Data for this exercise >>
+-------+

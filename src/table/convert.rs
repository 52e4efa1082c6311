//! # Value Conversion Utilities
//!
//! Helpers for moving between host values and the string forms the table
//! model carries. The codecs neither require nor interpret these; they
//! exist so callers do not have to re-derive the field conventions.
//!
//! The timestamp day count is interpreted as a Julian day number on the
//! proleptic Gregorian calendar (chrono's calendar). `JDN = 1721425 +
//! days-from-CE`, anchored by JDN 2440588 = 1970-01-01.

use chrono::{Datelike, NaiveDate, NaiveDateTime, NaiveTime, Timelike};
use eyre::{bail, ensure, Result};

use crate::encoding::is_ascii_digits;

/// Offset between chrono's days-from-CE and the Julian day number.
const JDN_OFFSET: i64 = 1_721_425;

/// Converts a logical value to its field byte: `T`, `F`, or `?` for
/// unknown.
pub fn logical_to_flag(value: Option<bool>) -> char {
    match value {
        Some(true) => 'T',
        Some(false) => 'F',
        None => '?',
    }
}

/// Converts a logical field byte back. `T`/`Y` true, `F`/`N` false,
/// `?`/space unknown.
pub fn flag_to_logical(flag: char) -> Result<Option<bool>> {
    match flag {
        'T' | 'Y' => Ok(Some(true)),
        'F' | 'N' => Ok(Some(false)),
        '?' | ' ' => Ok(None),
        other => bail!("{other:?} is not a logical flag"),
    }
}

/// Formats a date as the 8-digit `YYYYMMDD` field form.
pub fn date_to_dbf(date: NaiveDate) -> String {
    format!("{:04}{:02}{:02}", date.year(), date.month(), date.day())
}

/// Parses an 8-digit `YYYYMMDD` field back into a date.
pub fn dbf_to_date(value: &str) -> Result<NaiveDate> {
    ensure!(
        value.len() == 8 && is_ascii_digits(value.as_bytes()),
        "{value:?} is not an 8-digit YYYYMMDD date"
    );
    let year: i32 = value[..4].parse()?;
    let month: u32 = value[4..6].parse()?;
    let day: u32 = value[6..8].parse()?;
    NaiveDate::from_ymd_opt(year, month, day)
        .ok_or_else(|| eyre::eyre!("{value:?} is not a calendar date"))
}

/// Formats a datetime as the `"<days> <ms>"` timestamp field form.
pub fn date_to_timestamp(datetime: NaiveDateTime) -> String {
    let days = i64::from(datetime.date().num_days_from_ce()) + JDN_OFFSET;
    let ms = u64::from(datetime.time().num_seconds_from_midnight()) * 1000
        + u64::from(datetime.time().nanosecond() / 1_000_000);
    format!("{days} {ms}")
}

/// Parses a `"<days> <ms>"` timestamp field back into a datetime.
pub fn timestamp_to_date(value: &str) -> Result<NaiveDateTime> {
    let Some((days, ms)) = value.split_once(' ') else {
        bail!("{value:?} is not a \"<days> <ms>\" timestamp pair");
    };
    let days: i64 = days
        .parse()
        .map_err(|_| eyre::eyre!("{days:?} is not a day count"))?;
    let ms: u64 = ms
        .parse()
        .map_err(|_| eyre::eyre!("{ms:?} is not a millisecond count"))?;

    let from_ce = i32::try_from(days - JDN_OFFSET)
        .map_err(|_| eyre::eyre!("day count {days} is out of range"))?;
    let date = NaiveDate::from_num_days_from_ce_opt(from_ce)
        .ok_or_else(|| eyre::eyre!("day count {days} is out of range"))?;

    let (secs, millis) = (ms / 1000, ms % 1000);
    let time = NaiveTime::from_num_seconds_from_midnight_opt(
        u32::try_from(secs).map_err(|_| eyre::eyre!("millisecond count {ms} is out of range"))?,
        millis as u32 * 1_000_000,
    )
    .ok_or_else(|| eyre::eyre!("millisecond count {ms} is out of range"))?;

    Ok(date.and_time(time))
}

+-------+

Requirement >> Return nothing but the lines from the top of the records above through the line that has "into a date.". Keep each one exact.

Solution below >>
filename src/table/convert.rs
repository 52e4efa1082c6311
//! # Value Conversion Utilities
//!
//! Helpers for moving between host values and the string forms the table
//! model carries. The codecs neither require nor interpret these; they
//! exist so callers do not have to re-derive the field conventions.
//!
//! The timestamp day count is interpreted as a Julian day number on the
//! proleptic Gregorian calendar (chrono's calendar). `JDN = 1721425 +
//! days-from-CE`, anchored by JDN 2440588 = 1970-01-01.

use chrono::{Datelike, NaiveDate, NaiveDateTime, NaiveTime, Timelike};
use eyre::{bail, ensure, Result};

use crate::encoding::is_ascii_digits;

/// Offset between chrono's days-from-CE and the Julian day number.
const JDN_OFFSET: i64 = 1_721_425;

/// Converts a logical value to its field byte: `T`, `F`, or `?` for
/// unknown.
pub fn logical_to_flag(value: Option<bool>) -> char {
    match value {
        Some(true) => 'T',
        Some(false) => 'F',
        None => '?',
    }
}

/// Converts a logical field byte back. `T`/`Y` true, `F`/`N` false,
/// `?`/space unknown.
pub fn flag_to_logical(flag: char) -> Result<Option<bool>> {
    match flag {
        'T' | 'Y' => Ok(Some(true)),
        'F' | 'N' => Ok(Some(false)),
        '?' | ' ' => Ok(None),
        other => bail!("{other:?} is not a logical flag"),
    }
}

/// Formats a date as the 8-digit `YYYYMMDD` field form.
pub fn date_to_dbf(date: NaiveDate) -> String {
    format!("{:04}{:02}{:02}", date.year(), date.month(), date.day())
}

/// Parses an 8-digit `YYYYMMDD` field back into a date.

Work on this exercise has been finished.